Tuesday, May 31, 2011

We're Growing!

One of the great themes of the Book of Mormon is that spiritual growth is a process. No one expects a three day old baby to run, but for some reason we often expect ourselves and others to run spiritually when we are spiritual infants. But God understands that spiritual growth is as real as physical growth—that’s why He provided a Savior for us. He knew we would need help.

One of the many places this is taught is in 3rd Nephi 18. In that chapter the Savior teaches the people that they should never keep anyone away from the Church. He says in verse twenty-two, “Suffer them that they may come unto you and forbid them not.”

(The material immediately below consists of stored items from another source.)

// Billing crate clippy configuration
#![allow(clippy::result_large_err)] // BillingError carries full transaction state for diagnostics
// Test code patterns (expected in test files):
#![cfg_attr(test, allow(clippy::unwrap_used))]
#![cfg_attr(test, allow(clippy::expect_used))]

//! Credit ledger
//!
//! Credits are issued as grants with their own validity window. Work is paid
//! for by reserving credits up front, then confirming (spend) or cancelling
//! (release) the reservation, with partial refunds after confirmation.
//!
//! ## Features
//!
//! - **Reservations**: All-or-nothing holds across grants, expiring grants first
//! - **Settlement**: Confirm or cancel a hold, with a 24h TTL sweep
//! - **Refunds**: Return credit to the grants that stay usable longest
//! - **Backends**: Postgres (`PgCreditLedger`) and in-process (`MemoryCreditLedger`)
//! - **Invariants**: Runnable SQL consistency checks

pub mod allocation;
pub mod error;
pub mod grant;
pub mod invariants;
pub mod ledger;
pub mod postgres;
pub mod refund;
pub mod transaction;
pub mod users;

#[cfg(test)]
mod edge_case_tests;

// Error
pub use error::{BillingError, BillingResult};

// Grants
pub use grant::{CreditAccount, CreditGrant};

// Transactions
pub use transaction::{
    CreditTransaction, CreditTransactionDetail, GrantMovement, RefundHistoryEntry,
    TransactionMetadata, TransactionStatus, TransactionType, RESERVATION_TTL,
};

// Ledger
pub use allocation::{GrantSet, Reservation};
pub use ledger::{CreditLedger, MemoryCreditLedger};
pub use postgres::PgCreditLedger;
pub use refund::RefundReceipt;

// Users
pub use users::{BillingUser, BillingUserDirectory};

// Invariants
pub use invariants::{
    InvariantCheckSummary, InvariantChecker, InvariantViolation, ViolationSeverity,
};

Then He speaks to the people and explains that they know what they should do and so they should do it. “Ye see that I have commanded that none of you should go away, but rather have commanded that ye should come unto me” (18:25). So those who have progressed to the point that they know the commandments know what they should do.

But then in verse twenty-seven the Savior speaks of himself and says, “I say unto you, I give unto you another commandment, and then I must go unto my Father.”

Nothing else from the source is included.